> **DIRECTIONS FOR THIS TASK**
If a line of the data below holds the word "Uuid", list it.
____
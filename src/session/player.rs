//! Roster entry for one player, local or remote.

use uuid::Uuid;

use crate::events::PlayerSnapshot;

pub(crate) struct Player {
    pub id: Uuid,
    pub name: String,
    pub is_local: bool,
    /// Characters typed so far, as last reported.
    pub position: u32,
    /// Length of the shared text in characters, as last reported.
    pub total: u32,
    pub wpm: f64,
    pub accuracy: f64,
    pub finished: bool,
    /// 1-based finish rank assigned locally; 0 while unfinished.
    pub rank: u32,
    pub finish_time_ms: u64,
}

impl Player {
    pub fn new(id: Uuid, name: String, is_local: bool) -> Self {
        Self {
            id,
            name,
            is_local,
            position: 0,
            total: 0,
            wpm: 0.0,
            accuracy: 100.0,
            finished: false,
            rank: 0,
            finish_time_ms: 0,
        }
    }

    /// Clear everything race-related, keeping identity.
    pub fn reset_race(&mut self) {
        self.position = 0;
        self.total = 0;
        self.wpm = 0.0;
        self.accuracy = 100.0;
        self.finished = false;
        self.rank = 0;
        self.finish_time_ms = 0;
    }

    pub fn progress_ratio(&self) -> f64 {
        if self.total == 0 {
            0.0
        } else {
            f64::from(self.position) / f64::from(self.total)
        }
    }

    pub fn snapshot(&self) -> PlayerSnapshot {
        PlayerSnapshot {
            id: self.id,
            name: self.name.clone(),
            is_local: self.is_local,
            position: self.position,
            total: self.total,
            wpm: self.wpm,
            accuracy: self.accuracy,
            finished: self.finished,
            rank: self.rank,
            finish_time_ms: self.finish_time_ms,
        }
    }
}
____
> **ANSWER SPACE**
use uuid::Uuid;
    pub id: Uuid,
    pub fn new(id: Uuid, name: String, is_local: bool) -> Self {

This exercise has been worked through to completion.